Roboball In his stage in NASA, mechanical engineer Robert Ambrose made several of his inventions come true: the Robonaut 2 humanoid robot or the Robotic robotic glove. But he failed to move forward a concept he had developed for the space agency in 2003.
The premise was simple: create a robot that could not pour. His idea was a perfect sphere capable of accessing places where wheels and legs were a risk. Roboball did not see the light until, two decades later, Ambrose guarded the students Rishi Jangale and Derek Pravecek For your doctorate at the University of Texas A&M.
A pendulum in an airbag. Roboball’s secret is not its spherical and soft housing, made of the same materials as an airbag, but the propulsion system inside. Composed of a pendulum and some engines, Roboball Rued in the desired direction by oscillating the pendulum to transfer impulse to the sphere.
One of the most innovative characteristics of the robot sphere is its ability to inflate and deflate, which allows you to alter your traction to adapt to different surfaces. In the tests of the researchers, Roboball has proven to be able to move through grass, gravel, sand and even water, reaching speeds of up to 32 km/h. Taking up is never a problem because it does not have a “right side.”
There are two prototypes. Roboball II has a diameter of 61 centimeters and is the laboratory version, used to adjust control algorithms and monitor the power of subsystems. Roboball III has an imposing diameter of 183 cm and is the commercial version, designed to carry useful loads such as sensors, cameras and sampling tools.

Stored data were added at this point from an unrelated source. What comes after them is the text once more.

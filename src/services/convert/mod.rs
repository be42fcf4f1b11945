//! Conversion executors.
//!
//! Every operation takes the received files as bytes plus the optional
//! `password`/`pages` form fields and produces exactly one output document.
//! Executors are synchronous and CPU bound; callers run them on the blocking
//! pool.

mod image_pdf;
mod ooxml;
pub mod page_range;
mod pdf_tools;
mod pptx;
mod sheet_pdf;
mod text;

use thiserror::Error;

pub use ooxml::write_xlsx;

/// The twelve operations exposed under `/api/pdf/{operation}`.
#[derive(Clone, Copy, Debug, PartialEq, Eq, Hash)]
pub enum Operation {
    Merge,
    Split,
    Compress,
    ImageToPdf,
    Protect,
    Unlock,
    PdfToWord,
    PdfToExcel,
    ExcelToPdf,
    PdfToPpt,
    PdfToJpg,
    EditPdf,
}

/// How many files an operation accepts under its field.
#[derive(Clone, Copy, Debug, PartialEq, Eq)]
pub enum Cardinality {
    Single,
    Multiple,
}

impl Operation {
    pub const ALL: [Operation; 12] = [
        Operation::Merge,
        Operation::Split,
        Operation::Compress,
        Operation::ImageToPdf,
        Operation::Protect,
        Operation::Unlock,
        Operation::PdfToWord,
        Operation::PdfToExcel,
        Operation::ExcelToPdf,
        Operation::PdfToPpt,
        Operation::PdfToJpg,
        Operation::EditPdf,
    ];

    /// Resolve the URL path segment.
    pub fn from_slug(slug: &str) -> Option<Self> {
        Self::ALL.into_iter().find(|op| op.slug() == slug)
    }

    pub fn slug(self) -> &'static str {
        match self {
            Operation::Merge => "merge",
            Operation::Split => "split",
            Operation::Compress => "compress",
            Operation::ImageToPdf => "image-to-pdf",
            Operation::Protect => "protect",
            Operation::Unlock => "unlock",
            Operation::PdfToWord => "pdf-to-word",
            Operation::PdfToExcel => "pdf-to-excel",
            Operation::ExcelToPdf => "excel-to-pdf",
            Operation::PdfToPpt => "pdf-to-ppt",
            Operation::PdfToJpg => "pdf-to-jpg",
            Operation::EditPdf => "edit-pdf",
        }
    }

    /// Multipart field the files must arrive under.
    pub fn field_name(self) -> &'static str {
        match self {
            Operation::Merge => "pdfs",
            Operation::ImageToPdf => "images",
            Operation::ExcelToPdf => "file",
            _ => "pdf",
        }
    }

    pub fn cardinality(self) -> Cardinality {
        match self {
            Operation::Merge | Operation::ImageToPdf => Cardinality::Multiple,
            _ => Cardinality::Single,
        }
    }

    /// Name recorded in the usage log.
    pub fn tool_name(self) -> &'static str {
        match self {
            Operation::Merge => "Merge PDF",
            Operation::Split => "Split PDF",
            Operation::Compress => "Compress PDF",
            Operation::ImageToPdf => "Image to PDF",
            Operation::Protect => "Protect PDF",
            Operation::Unlock => "Unlock PDF",
            Operation::PdfToWord => "PDF to Word",
            Operation::PdfToExcel => "PDF to Excel",
            Operation::ExcelToPdf => "Excel to PDF",
            Operation::PdfToPpt => "PDF to PowerPoint",
            Operation::PdfToJpg => "PDF to JPG",
            Operation::EditPdf => "Edit PDF",
        }
    }

    /// Leading part of the artifact file name.
    pub fn artifact_prefix(self) -> &'static str {
        match self {
            Operation::Merge => "merged",
            Operation::Split => "split",
            Operation::Compress => "compressed",
            Operation::ImageToPdf => "images-to-pdf",
            Operation::Protect => "protected",
            Operation::Unlock => "unlocked",
            _ => "converted",
        }
    }

    pub fn extension(self) -> &'static str {
        match self {
            Operation::PdfToWord => "docx",
            Operation::PdfToExcel => "xlsx",
            Operation::PdfToPpt => "pptx",
            Operation::PdfToJpg => "zip",
            _ => "pdf",
        }
    }

    pub fn success_message(self) -> &'static str {
        match self {
            Operation::Merge => "PDFs merged successfully",
            Operation::Split => "PDF split successfully",
            Operation::Compress => "PDF compressed successfully",
            Operation::ImageToPdf => "Images converted to PDF successfully",
            Operation::Protect => "PDF protected successfully",
            Operation::Unlock => "PDF unlocked successfully",
            Operation::PdfToWord => "PDF converted to Word successfully",
            Operation::PdfToExcel => "PDF converted to Excel successfully",
            Operation::ExcelToPdf => "Excel converted to PDF successfully",
            Operation::PdfToPpt => "PDF converted to PowerPoint successfully (Text Only)",
            Operation::PdfToJpg => "PDF to JPG successful (Simulation)",
            Operation::EditPdf => "Edit PDF successful (Simulation)",
        }
    }

    /// Message when no file arrived at all.
    fn missing_file_message(self) -> &'static str {
        match self {
            Operation::Merge => "At least 2 PDF files are required",
            Operation::ImageToPdf => "At least 1 image file is required",
            Operation::Protect | Operation::Unlock => "PDF file and password are required",
            Operation::Split | Operation::Compress => "PDF file is required",
            _ => "File is required",
        }
    }
}

/// One received file, read into memory for the executor.
#[derive(Clone, Debug)]
pub struct InputFile {
    pub original_name: String,
    pub mime_type: String,
    pub bytes: Vec<u8>,
}

/// Optional non-file form fields.
#[derive(Clone, Debug, Default)]
pub struct OperationParams {
    pub password: Option<String>,
    pub pages: Option<String>,
}

/// What an executor hands back: the artifact bytes and, occasionally, a
/// message replacing the operation's default one.
#[derive(Debug)]
pub struct ExecutorOutput {
    pub bytes: Vec<u8>,
    pub message: Option<String>,
}

impl ExecutorOutput {
    fn new(bytes: Vec<u8>) -> Self {
        Self {
            bytes,
            message: None,
        }
    }
}

#[derive(Debug, Error)]
pub enum ConvertError {
    /// Caller-side problem, reported verbatim with a 400.
    #[error("{0}")]
    InvalidInput(String),
    #[error("incorrect password or failed to unlock: {0}")]
    IncorrectPassword(String),
    #[error("invalid or corrupted PDF structure: {0}")]
    CorruptPdf(String),
    #[error("text extraction failed: {0}")]
    Extraction(String),
    #[error(transparent)]
    Pdf(#[from] lopdf::Error),
    #[error(transparent)]
    Image(#[from] image::ImageError),
    #[error("spreadsheet error: {0}")]
    Spreadsheet(String),
    #[error(transparent)]
    Zip(#[from] zip::result::ZipError),
    #[error(transparent)]
    Io(#[from] std::io::Error),
}

pub type ConvertResult<T> = Result<T, ConvertError>;

/// Validate the inputs required by `op` and run its executor.
pub fn execute(
    op: Operation,
    inputs: &[InputFile],
    params: &OperationParams,
) -> ConvertResult<ExecutorOutput> {
    if inputs.is_empty() {
        return Err(ConvertError::InvalidInput(
            op.missing_file_message().into(),
        ));
    }
    let first = &inputs[0];

    match op {
        Operation::Merge => {
            if inputs.len() < 2 {
                return Err(ConvertError::InvalidInput(
                    op.missing_file_message().into(),
                ));
            }
            let sources: Vec<&[u8]> = inputs.iter().map(|f| f.bytes.as_slice()).collect();
            pdf_tools::merge(&sources).map(ExecutorOutput::new)
        }
        Operation::Split => {
            pdf_tools::split(&first.bytes, params.pages.as_deref()).map(ExecutorOutput::new)
        }
        Operation::Compress => pdf_tools::resave(&first.bytes).map(ExecutorOutput::new),
        Operation::ImageToPdf => image_pdf::images_to_pdf(inputs).map(ExecutorOutput::new),
        Operation::Protect => {
            let password = required_password(op, params)?;
            pdf_tools::protect(&first.bytes, password).map(ExecutorOutput::new)
        }
        Operation::Unlock => {
            let password = required_password(op, params)?;
            pdf_tools::unlock(&first.bytes, password).map(ExecutorOutput::new)
        }
        Operation::PdfToWord => {
            let extracted = text::extract_text(&first.bytes)?;
            let lines = text::non_blank_lines(&extracted);
            ooxml::write_docx(&lines).map(ExecutorOutput::new)
        }
        Operation::PdfToExcel => pdf_to_excel(first),
        Operation::ExcelToPdf => sheet_pdf::first_sheet_to_pdf(&first.bytes).map(ExecutorOutput::new),
        Operation::PdfToPpt => {
            let extracted = text::extract_text(&first.bytes)?;
            let generated_on = chrono::Utc::now().format("%Y-%m-%d").to_string();
            pptx::write_text_deck(&extracted, &generated_on).map(ExecutorOutput::new)
        }
        // Simulated conversions: the artifact is the input, byte for byte.
        Operation::PdfToJpg | Operation::EditPdf => Ok(ExecutorOutput::new(first.bytes.clone())),
    }
}

fn required_password(op: Operation, params: &OperationParams) -> ConvertResult<&str> {
    params
        .password
        .as_deref()
        .filter(|p| !p.is_empty())
        .ok_or_else(|| ConvertError::InvalidInput(op.missing_file_message().into()))
}

const NO_TEXT_NOTICE: &str =
    "No text could be extracted from this PDF. It might be scanned or image-based.";

fn pdf_to_excel(input: &InputFile) -> ConvertResult<ExecutorOutput> {
    if input.bytes.is_empty() {
        return Err(ConvertError::InvalidInput("File is empty".into()));
    }
    let extracted = text::extract_text(&input.bytes).map_err(|err| match err {
        ConvertError::Extraction(detail) => ConvertError::CorruptPdf(detail),
        other => other,
    })?;

    if extracted.trim().is_empty() {
        let rows = vec![vec!["Message".to_string()], vec![NO_TEXT_NOTICE.to_string()]];
        let bytes = ooxml::write_xlsx("Sheet1", &rows)?;
        return Ok(ExecutorOutput {
            bytes,
            message: Some("PDF processed (No text found - Scanned PDF?)".into()),
        });
    }

    let mut rows = vec![vec!["Content".to_string()]];
    rows.extend(
        text::non_blank_lines(&extracted)
            .into_iter()
            .map(|line| vec![line.to_string()]),
    );
    ooxml::write_xlsx("Sheet1", &rows).map(ExecutorOutput::new)
}


#[cfg(test)]
mod tests {
    use super::fixtures::*;
    use super::*;

    #[test]
    fn slugs_round_trip_and_fields_match_routes() {
        for op in Operation::ALL {
            assert_eq!(Operation::from_slug(op.slug()), Some(op));
        }
        assert_eq!(Operation::from_slug("rotate"), None);
        assert_eq!(Operation::Merge.field_name(), "pdfs");
        assert_eq!(Operation::ImageToPdf.field_name(), "images");
        assert_eq!(Operation::ExcelToPdf.field_name(), "file");
        assert_eq!(Operation::Unlock.field_name(), "pdf");
        assert_eq!(Operation::PdfToJpg.extension(), "zip");
    }

    #[test]
    fn merge_rejects_a_single_file() {
        let inputs = vec![input("a.pdf", "application/pdf", text_pdf(2))];
        let err = execute(Operation::Merge, &inputs, &OperationParams::default()).unwrap_err();
        assert!(matches!(err, ConvertError::InvalidInput(msg) if msg.contains("At least 2")));
    }

    #[test]
    fn protect_requires_password() {
        let inputs = vec![input("a.pdf", "application/pdf", text_pdf(1))];
        let params = OperationParams {
            password: Some(String::new()),
            pages: None,
        };
        let err = execute(Operation::Protect, &inputs, &params).unwrap_err();
        assert!(matches!(err, ConvertError::InvalidInput(_)));
    }

    #[test]
    fn simulated_conversions_copy_input() {
        let bytes = b"%PDF-1.4 not really".to_vec();
        let inputs = vec![input("a.pdf", "application/pdf", bytes.clone())];
        for op in [Operation::PdfToJpg, Operation::EditPdf] {
            let out = execute(op, &inputs, &OperationParams::default()).unwrap();
            assert_eq!(out.bytes, bytes);
            assert!(out.message.is_none());
        }
    }

    #[test]
    fn pdf_to_excel_rejects_empty_file() {
        let inputs = vec![input("a.pdf", "application/pdf", Vec::new())];
        let err = execute(Operation::PdfToExcel, &inputs, &OperationParams::default())
            .unwrap_err();
        assert!(matches!(err, ConvertError::InvalidInput(msg) if msg == "File is empty"));
    }

    #[test]
    fn pdf_to_excel_flags_garbage_as_corrupt() {
        let inputs = vec![input("a.pdf", "application/pdf", b"definitely not a pdf".to_vec())];
        let err = execute(Operation::PdfToExcel, &inputs, &OperationParams::default())
            .unwrap_err();
        assert!(matches!(err, ConvertError::CorruptPdf(_)));
    }

    #[test]
    fn pdf_to_excel_writes_content_rows() {
        let inputs = vec![input("a.pdf", "application/pdf", text_pdf(2))];
        let out = execute(Operation::PdfToExcel, &inputs, &OperationParams::default()).unwrap();
        assert!(out.message.is_none());

        let rows = ooxml::tests::read_first_sheet(&out.bytes);
        assert_eq!(rows[0], vec!["Content".to_string()]);
        let body: Vec<String> = rows[1..].iter().map(|r| r[0].trim().to_string()).collect();
        assert!(body.contains(&"Page 1".to_string()));
        assert!(body.contains(&"Page 2".to_string()));
    }

    #[test]
    fn pdf_to_excel_without_text_writes_placeholder() {
        // A page with no content stream yields no text.
        let inputs = vec![input(
            "blank.pdf",
            "application/pdf",
            pdf_with_page_texts(&[String::new()]),
        )];
        let out = execute(Operation::PdfToExcel, &inputs, &OperationParams::default()).unwrap();
        assert_eq!(
            out.message.as_deref(),
            Some("PDF processed (No text found - Scanned PDF?)")
        );
        let rows = ooxml::tests::read_first_sheet(&out.bytes);
        assert_eq!(rows[0], vec!["Message".to_string()]);
        assert_eq!(rows[1], vec![NO_TEXT_NOTICE.to_string()]);
    }
}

The jump from one to another has not been easy. As there is no literature on spherical robots of this size, the team faces new challenges every day. In Pravecek’s words: “If an engine fails or a sensor disconnects, you can’t simply open a panel. You have to disassemble the entire robot and rebuild it. It’s like an open heart surgery in a rolling ball.”
From the moon to earth. Despite the obstacles, Roboball’s performance is surprising, and his long -term objectives are ambitious. The team hopes that it can be deployed in a lunar landing module to explore the steep walls of cratersa place where “nothing would roll better than a ball,” says Ambrose.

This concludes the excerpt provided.